That’s the thought that occurred to me as I listened to a podcast from Radio National’s The Science Show. You should listen too, or read the transcript at least.
David Fisher: Peter Cox, do you think we can make it in time?
Peter Cox: There are elements of ingenuity that humans show that will help us to do that if we get the right incentives in place. So I don’t think it’s too late but I do believe that we can’t mess about for two more decades without doing anything, we have to get on with it because a lot of the systems that we’re dealing with take a long while to turn around, and human systems amongst them. It’s got a lot of inertia in it, we have to slow down the tanker and start turning it way before the threshold is obvious to you.
David Fisher: The future is not inevitable, but we’ll have to work hard and fast if nature can continue to provide the necessities for life, services we take for granted today. Some people believe the means already exist for us to move from a carbon-dependant lifestyle and economy but we need political will to make it happen. This leads to a crucial question.
Andrew Watson, can democracy as we know it be effective in tackling this global problem?
Andrew Watson: Democracy is not particularly effective at these kinds of problems. But like Winston Churchill said, it’s the worst solution but the only solution, the only type of government that we have. This is why it’s so important to pressurise governments. Individuals have to be concerned about this so that they are not only doing their own individual things to lower carbon emissions but they are making it so difficult for governments to govern unless they do something sensible about this.
Peter Cox: One of the things we have not got to yet, certainly not in the Western democracies, people are not yet voting on environmental issues, me included. And until we do that we won’t be using our ultimate leverage as individuals in democracies, which is to actually choose governments based on what they do and how they act with regard to the environment, and that to me is the key. We have to vote with our feet in that sense.
Andrew Watson: If governments do not take this on, there will not be governance in 100 years time.
The planet is not a free market system, whatever those on the Right think in their blinkered, smug fashion. Allah has not given the answer either, I’m afraid, and in the long haul Islamic militancy is not merely tragic but actually irrelevant, a diversion from the problems we all really face.
It’s not that religion cannot be an ally in the planet’s real quest.
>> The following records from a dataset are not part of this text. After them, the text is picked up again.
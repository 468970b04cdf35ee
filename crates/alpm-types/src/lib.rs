//! Shared, I/O-free types for the alpm transaction engine: version algebra,
//! package names, dependency expressions, and content-hash newtypes.
//!
//! Everything here is plain data with no filesystem or network access —
//! `alpm-core` builds the engine on top of these types.

pub mod dependency;
pub mod hash;
pub mod name;
pub mod version;

pub use dependency::{DepOp, Dependency, DependencyParseError, Provide};
pub use hash::{ContentHash, ContentHashError};
pub use name::{PackageName, PackageNameError};
pub use version::Version;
It can be; there has been an evangelical groundswell in the USA and elsewhere that is actually rather positive, and there is an ISLAMIC FOUNDATION FOR ECOLOGY AND ENVIRONMENTAL SCIENCES.
Our home planet Earth is undergoing rapid and sustained destruction of its eco-systems.This is giving rise to unacceptable levels of pollution, increasing damage to human habitations and ultimately threatening world-wide population disruption. Muslims comprise at least one fifth of the human community and they can contribute much to the thinking that is vital to re-evaluate the future direction of the human community and save its home for itself and other life forms.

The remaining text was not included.